In the present study, the concentration of TGF-β1 secreted by adherent cells isolated from human peripheral blood mononuclear cells (PBMC) and either stimulated with PGL-1 or lipopolysaccharide (LPS) or left unstimulated was determined by ELISA. The cells were isolated from untreated patients with different clinical forms of leprosy and healthy individuals. The adherent cells exhibited spontaneous release of TGF-β1 in all clinical forms of leprosy and in healthy individuals; however, lepromatous leprosy/borderline leprosy (LL/BL) patients presenting erythema nodosum leprosum (ENL) displayed significantly higher concentrations of TGF-β1 than either the other patients studied or the controls. These high TGF-β1 levels were consistently observed when LL/BL ENL cells were stimulated with phenolic glycolipid (PGL-1) or LPS, and even in the absence of a stimulus (P < 0·01). The most significant differences in TGF-β1 levels were observed when comparing the results in the presence of PGL-1 from ENL with, in order of significance: tuberculoid leprosy (TT) patients (P < 0·001), LL/BL patients without ENL (P < 0·01), healthy individuals (P < 0·01) and borderline-borderline/borderline-tuberculoid (BB/BT) patients with reversal reaction (RR) (P < 0·01). The BB/BT patients produced equivalent levels of TGF-β1 compared with LL/BL patients without ENL, for all types of stimuli (P > 0·05).
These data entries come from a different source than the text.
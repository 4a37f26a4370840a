//! # cosim-config - co-simulation workflow configuration
//!
//! Reads the XML files describing a co-simulation run and turns them into the command lines
//! that start each simulator.
//!
//! ## Introduction for developers
//!
//! Read this to understand how `cosim-config` works internally.
//!
//! ### Structured XML
//!
//! Every file is plain XML where elements declare the type of their content:
//!
//! ```xml
//! <co_simulation_action_plan>
//!   <variables datatype="DICTIONARY">
//!     <CO_SIM_RESULTS_PATH datatype="STRING">${HOME}/results</CO_SIM_RESULTS_PATH>
//!   </variables>
//!   <neuron model="iaf_cond_alpha">
//!     <C_m datatype="FLOAT">250.0</C_m>
//!     <spikes datatype="ARRAY" dtype="INT" sep=",">1,2,3</spikes>
//!   </neuron>
//! </co_simulation_action_plan>
//! ```
//!
//! - `datatype` is one of `INT`, `FLOAT`, `STRING`, `DICTIONARY` or `ARRAY`
//! - `model="..."` turns an element into a named record ([value::ConfigValue::Model])
//! - elements with neither are transparent: their children end up one level up
//!
//! [xml_parser::StructuredXmlParser] produces a [value::Dictionary] from such a file. Unknown
//! datatypes become null values, unless [xml_parser::ParseOptions::strict] is set.
//!
//! ### Variables
//!
//! [variables::VariableRegistry] holds the `CO_SIM_*` variables of a run. Values can refer to
//! each other and to the OS environment:
//!
//! | **form**           | **resolved from**                      |
//! |--------------------|----------------------------------------|
//! | `${HOME}`          | OS environment ([environment])         |
//! | `{CO_SIM_NAME}`    | registry                               |
//! | `CO_SIM_NAME`      | registry                               |
//!
//! References are replaced in a single pass, see [resolver::ReferenceResolver]. The order in
//! which variables are assigned therefore matters.
//!
//! When running on a SLURM allocation, [cluster] expands `SLURM_NODELIST` into one
//! `CO_SIM_SLURM_NODE_###` variable per node.
//!
//! ### Action plans
//!
//! The action plan lists actions. Each executable action refers to a file describing its
//! launcher, performer and routine. [action_plan::ActionPlanCompiler] resolves those into one
//! argument vector per action.
//!
//! [workflow::Workflow] runs all of the above in order for one plan file.
//!
pub mod action_plan;
pub mod cluster;
pub mod comm_settings;
pub mod deployment;
pub mod environment;
pub mod resolver;
pub mod value;
pub mod variables;
pub mod workflow;
pub mod xml_parser;
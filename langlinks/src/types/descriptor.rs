// Copyright (c) 2024-2025 DeepGraph Inc.
// SPDX-License-Identifier: Apache-2.0
//
//! Language link descriptors
//!
//! A [`LinkDescriptor`] states "the page carrying this link is the
//! `language` version of `target`". Local links point at a page on the same
//! wiki; interwiki links point at a page on another wiki and are stored with
//! an interwiki-qualified reference.

use super::language::LanguageCode;
use super::page::PageIdentity;
use super::property::{
    Property, INTERLANGUAGE_LINK, INTERLANGUAGE_REFERENCE, INTERWIKI_LANGUAGE,
    INTERWIKI_LANGUAGE_LINK, INTERWIKI_REFERENCE, PAGE_CONTENT_LANGUAGE,
};
use super::TypeResult;
use serde::{Deserialize, Serialize};
use std::collections::BTreeMap;
use std::fmt;

/// Language -> target page, as resolved from the store
pub type TargetLinkMap = BTreeMap<LanguageCode, PageIdentity>;

/// Whether the link target lives on this wiki or another one
#[derive(Debug, Clone, Copy, PartialEq, Eq, Hash, Serialize, Deserialize)]
pub enum LinkKind {
    Local,
    Interwiki,
}

impl LinkKind {
    /// Container property the annotator attaches the link under
    pub fn container_property(&self) -> &'static Property {
        match self {
            LinkKind::Local => &INTERLANGUAGE_LINK,
            LinkKind::Interwiki => &INTERWIKI_LANGUAGE_LINK,
        }
    }

    /// Text property holding the link's language
    pub fn language_property(&self) -> &'static Property {
        match self {
            LinkKind::Local => &PAGE_CONTENT_LANGUAGE,
            LinkKind::Interwiki => &INTERWIKI_LANGUAGE,
        }
    }

    /// Page property holding the link's target
    pub fn reference_property(&self) -> &'static Property {
        match self {
            LinkKind::Local => &INTERLANGUAGE_REFERENCE,
            LinkKind::Interwiki => &INTERWIKI_REFERENCE,
        }
    }

    fn container_prefix(&self) -> &'static str {
        match self {
            LinkKind::Local => "ill",
            LinkKind::Interwiki => "iwl",
        }
    }
}

/// One language-link relationship
#[derive(Debug, Clone, PartialEq, Eq, Hash, Serialize, Deserialize)]
pub struct LinkDescriptor {
    pub language: LanguageCode,
    pub target: PageIdentity,
    pub kind: LinkKind,
}

impl LinkDescriptor {
    pub fn local(language: LanguageCode, target: PageIdentity) -> Self {
        Self {
            language,
            target,
            kind: LinkKind::Local,
        }
    }

    /// Interwiki link; a target without an interwiki prefix is qualified with
    /// the language code, which is how language interwikis are named.
    pub fn interwiki(language: LanguageCode, target: PageIdentity) -> TypeResult<Self> {
        let target = if target.is_interwiki() {
            target
        } else {
            target.with_interwiki(language.as_str())?
        };

        Ok(Self {
            language,
            target,
            kind: LinkKind::Interwiki,
        })
    }

    /// Subobject name of the container holding this link's facts
    pub fn container_id(&self) -> String {
        format!("{}.{}", self.kind.container_prefix(), self.language)
    }

    /// Query condition selecting every container that references the target
    pub fn reference_condition(&self) -> String {
        format!(
            "[[{}::{}]]",
            self.kind.reference_property().label(),
            self.target.prefixed_text()
        )
    }
}

impl fmt::Display for LinkDescriptor {
    fn fmt(&self, f: &mut fmt::Formatter<'_>) -> fmt::Result {
        let kind = match self.kind {
            LinkKind::Local => "local",
            LinkKind::Interwiki => "interwiki",
        };
        write!(f, "{} -> {} ({})", self.language, self.target, kind)
    }
}

#[cfg(test)]
mod tests {
    use super::*;

    fn lang(code: &str) -> LanguageCode {
        LanguageCode::new(code).unwrap()
    }

    #[test]
    fn test_local_descriptor_condition() {
        let link = LinkDescriptor::local(lang("en"), PageIdentity::main("Foo").unwrap());
        assert_eq!(link.reference_condition(), "[[Interlanguage reference::Foo]]");
        assert_eq!(link.container_id(), "ill.en");
    }

    #[test]
    fn test_interwiki_descriptor_qualifies_target() {
        let link = LinkDescriptor::interwiki(lang("ja"), PageIdentity::main("Foo").unwrap())
            .unwrap();
        assert_eq!(link.target.interwiki(), Some("ja"));
        assert_eq!(link.reference_condition(), "[[Interwiki reference::ja:Foo]]");
        assert_eq!(link.container_id(), "iwl.ja");
    }

    #[test]
    fn test_descriptor_equality_covers_all_fields() {
        let foo = PageIdentity::main("Foo").unwrap();
        let en = LinkDescriptor::local(lang("en"), foo.clone());
        assert_eq!(en, LinkDescriptor::local(lang("EN"), foo.clone()));
        assert_ne!(en, LinkDescriptor::local(lang("de"), foo.clone()));
        assert_ne!(
            en,
            LinkDescriptor {
                kind: LinkKind::Interwiki,
                ..en.clone()
            }
        );
    }
}
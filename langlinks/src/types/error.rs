// Copyright (c) 2024-2025 DeepGraph Inc.
// SPDX-License-Identifier: Apache-2.0
//
//! Error types for value construction

use thiserror::Error;

#[derive(Error, Debug, Clone, PartialEq, Eq)]
pub enum TypeError {
    #[error("Page title must not be empty")]
    EmptyTitle,

    #[error("Language code must not be empty")]
    EmptyLanguageCode,

    #[error("Invalid page: {0}")]
    InvalidPage(String),
}

pub type TypeResult<T> = Result<T, TypeError>;
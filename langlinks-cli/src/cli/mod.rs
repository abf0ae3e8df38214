// Copyright (c) 2024-2025 DeepGraph Inc.
// SPDX-License-Identifier: Apache-2.0
//
//! CLI module for langlinks
//!
//! Loads a page fixture into an in-memory store and answers lookups through
//! an in-memory or sled-backed cache.

pub mod commands;
pub mod fixture;
pub mod handlers;
pub mod output;

pub use commands::{Cli, Commands};
pub use handlers::{
    handle_invalidate, handle_language, handle_links, handle_references, handle_stats, Session,
};
// Copyright (c) 2024-2025 DeepGraph Inc.
// SPDX-License-Identifier: Apache-2.0
//
//! Command-line definitions

use clap::{Parser, Subcommand, ValueEnum};
use std::path::PathBuf;

#[derive(Parser, Debug)]
#[command(name = "langlinks")]
#[command(about = "Resolve and cache interlanguage links over a page fixture", long_about = None)]
#[command(version)]
pub struct Cli {
    /// JSON fixture describing pages and their language links
    #[arg(short, long, global = true, value_name = "FILE")]
    pub fixture: Option<PathBuf>,

    /// JSON cache configuration (defaults apply when omitted)
    #[arg(long, global = true, value_name = "FILE")]
    pub cache_config: Option<PathBuf>,

    /// Persist the cache in a sled directory so it survives between runs
    #[arg(long, global = true, value_name = "DIR")]
    pub cache_dir: Option<PathBuf>,

    /// Enable debug logging
    #[arg(short, long, global = true)]
    pub verbose: bool,

    /// Log level (error, warn, info, debug, trace)
    #[arg(long, global = true, value_name = "LEVEL")]
    pub log_level: Option<log::Level>,

    #[command(subcommand)]
    pub command: Commands,
}

#[derive(Subcommand, Debug)]
pub enum Commands {
    /// Show the language a page was last annotated with
    Language {
        /// Page title, e.g. "Foo" or "Help:Foo"
        page: String,
    },

    /// List the targets a page's language links reference
    References { page: String },

    /// Show every page linked to a target, by language
    Links {
        /// Target page title
        target: String,

        /// Language of the requesting page
        #[arg(short, long, default_value = "en")]
        language: String,

        /// Treat the target as an interwiki page
        #[arg(long)]
        interwiki: bool,

        /// Output format
        #[arg(long, value_enum, default_value = "table")]
        format: OutputFormat,
    },

    /// Drop cached entries for a page, as done before it is saved again
    Invalidate { page: String },

    /// Show cache statistics
    Stats,

    /// Show version information
    Version,
}

#[derive(Debug, Clone, Copy, PartialEq, Eq, ValueEnum)]
pub enum OutputFormat {
    Table,
    Json,
}
// Copyright (c) 2024-2025 DeepGraph Inc.
// SPDX-License-Identifier: Apache-2.0
//
//! Error types for cache construction

use thiserror::Error;

/// Errors raised while configuring or opening a cache backend
///
/// Cache reads and writes themselves never fail: a backend that cannot serve
/// a request reports a miss or drops the write.
#[derive(Error, Debug, Clone, PartialEq, Eq)]
pub enum CacheError {
    #[error("Invalid cache configuration: {0}")]
    InvalidConfig(String),

    #[error("Cache backend error: {0}")]
    Backend(String),

    #[error("Cache serialization error: {0}")]
    Serialization(String),
}

impl From<serde_json::Error> for CacheError {
    fn from(err: serde_json::Error) -> Self {
        CacheError::Serialization(err.to_string())
    }
}

#[cfg(feature = "sled-backend")]
impl From<sled::Error> for CacheError {
    fn from(err: sled::Error) -> Self {
        CacheError::Backend(err.to_string())
    }
}

#[cfg(feature = "sled-backend")]
impl From<bincode::Error> for CacheError {
    fn from(err: bincode::Error) -> Self {
        CacheError::Serialization(err.to_string())
    }
}

pub type CacheResult<T> = Result<T, CacheError>;
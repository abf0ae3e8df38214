// Copyright (c) 2024-2025 DeepGraph Inc.
// SPDX-License-Identifier: Apache-2.0
//
//! Semantic store contract and in-memory implementation
//!
//! This module provides:
//! - Typed store values (`Value`)
//! - Condition queries and their results
//! - The `SemanticStore` trait the lookup layer reads through
//! - `SemanticData` containers, the unit the annotator writes
//! - `MemoryStore`, a reference store for embedding and tests

pub mod error;
pub mod memory;
pub mod query;
pub mod semantic_data;
pub mod traits;
pub mod value;

pub use error::{StoreError, StoreResult};
pub use memory::MemoryStore;
pub use query::{parse_conditions, Condition, Query, QueryResult, ResultRow};
pub use semantic_data::SemanticData;
pub use traits::SemanticStore;
pub use value::Value;
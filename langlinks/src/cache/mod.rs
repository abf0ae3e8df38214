// Copyright (c) 2024-2025 DeepGraph Inc.
// SPDX-License-Identifier: Apache-2.0
//
//! Target-link caching
//!
//! This module provides the memoization layer in front of the semantic store:
//! - Resolved target-link maps, keyed by the descriptor's target
//! - Resolved page languages, keyed by page
//!
//! The store stays authoritative. Any backend may be cleared at any time
//! without affecting correctness.

pub mod cache_config;
pub mod error;
pub mod memory_cache;
#[cfg(feature = "sled-backend")]
pub mod sled_cache;
pub mod stats;
pub mod traits;

pub use cache_config::{CacheConfig, EvictionPolicy};
pub use error::{CacheError, CacheResult};
pub use memory_cache::InMemoryTargetLinksCache;
#[cfg(feature = "sled-backend")]
pub use sled_cache::SledTargetLinksCache;
pub use stats::CacheStats;
pub use traits::TargetLinksCache;

use std::time::{Duration, Instant};

/// Cache entry metadata
#[derive(Debug, Clone)]
pub struct CacheEntryMetadata {
    pub created_at: Instant,
    pub last_accessed: Instant,
    pub access_count: u32,
    pub ttl: Option<Duration>,
}

impl CacheEntryMetadata {
    pub fn new(ttl: Option<Duration>) -> Self {
        let now = Instant::now();
        Self {
            created_at: now,
            last_accessed: now,
            access_count: 0,
            ttl,
        }
    }

    pub fn is_expired(&self) -> bool {
        if let Some(ttl) = self.ttl {
            self.created_at.elapsed() > ttl
        } else {
            false
        }
    }

    pub fn update_access(&mut self) {
        self.last_accessed = Instant::now();
        self.access_count = self.access_count.saturating_add(1);
    }
}
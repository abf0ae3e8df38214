// Copyright (c) 2024-2025 DeepGraph Inc.
// SPDX-License-Identifier: Apache-2.0
//
//! Language link annotation
//!
//! The write side of the subsystem: turns resolved [`LinkDescriptor`]s into
//! semantic facts on the page being rendered. Facts accumulate in a
//! [`PageOutput`]; once committed they can be handed to a store with
//! [`MemoryStore::update_data`](crate::store::MemoryStore::update_data).

use crate::store::{SemanticData, Value};
use crate::types::{LinkDescriptor, PageIdentity, TypeResult};

/// Semantic data of one page render
#[derive(Debug, Clone)]
pub struct PageOutput {
    page: PageIdentity,
    working: SemanticData,
    committed: Option<SemanticData>,
}

impl PageOutput {
    pub fn new(page: PageIdentity) -> Self {
        let page = page.page();
        Self {
            working: SemanticData::new(page.clone()),
            page,
            committed: None,
        }
    }

    pub fn page(&self) -> &PageIdentity {
        &self.page
    }

    /// Data accumulated so far, committed or not
    pub fn semantic_data(&self) -> &SemanticData {
        &self.working
    }

    fn semantic_data_mut(&mut self) -> &mut SemanticData {
        &mut self.working
    }

    /// Snapshot the accumulated data as this render's output
    pub fn commit(&mut self) {
        self.committed = Some(self.working.clone());
    }

    /// Data of the last commit
    pub fn committed(&self) -> Option<&SemanticData> {
        self.committed.as_ref()
    }

    pub fn is_committed(&self) -> bool {
        self.committed.is_some()
    }
}

/// Writes language-link facts into a page's output
pub struct LanguageLinkAnnotator<'a> {
    output: &'a mut PageOutput,
}

impl<'a> LanguageLinkAnnotator<'a> {
    pub fn new(output: &'a mut PageOutput) -> Self {
        Self { output }
    }

    /// Record `descriptor` on the page and commit the page's data
    ///
    /// The link becomes a container subobject holding the language and the
    /// target reference. Annotating the same language twice replaces the
    /// earlier container.
    pub fn add_annotation_for_link(&mut self, descriptor: &LinkDescriptor) -> TypeResult<()> {
        let mut container =
            SemanticData::new_container(self.output.page(), &descriptor.container_id())?;

        container.add_property_value(
            descriptor.kind.language_property(),
            Value::text(descriptor.language.as_str()),
        );
        container.add_property_value(
            descriptor.kind.reference_property(),
            Value::PageRef(descriptor.target.clone()),
        );

        log::debug!(
            "Annotating {} with {} as {}",
            self.output.page(),
            descriptor,
            container.subject()
        );

        self.output
            .semantic_data_mut()
            .add_subobject(descriptor.kind.container_property(), container);
        self.output.commit();
        Ok(())
    }
}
In contrast, TT patients produced the lowest levels of TGF-β1 among all the subjects studied (both patients and healthy controls), especially following PGL-1 stimulation (P < 0·001, and P < 0·05, respectively). In conjunction with our previous data regarding TGF-β1 expression in dermal lesions, it appears that TGF-β1 probably plays different roles in leprosy: (i) to mediate a suppressive action locally, associated with the presence of PGL-1, and (ii) to induce proinflammatory effects when secreted systemically by monocytes, thereby acting as a modulatory cytokine in the acute inflammatory reactions of ENL and associated with the Th2 immune response in multibacillary forms of leprosy.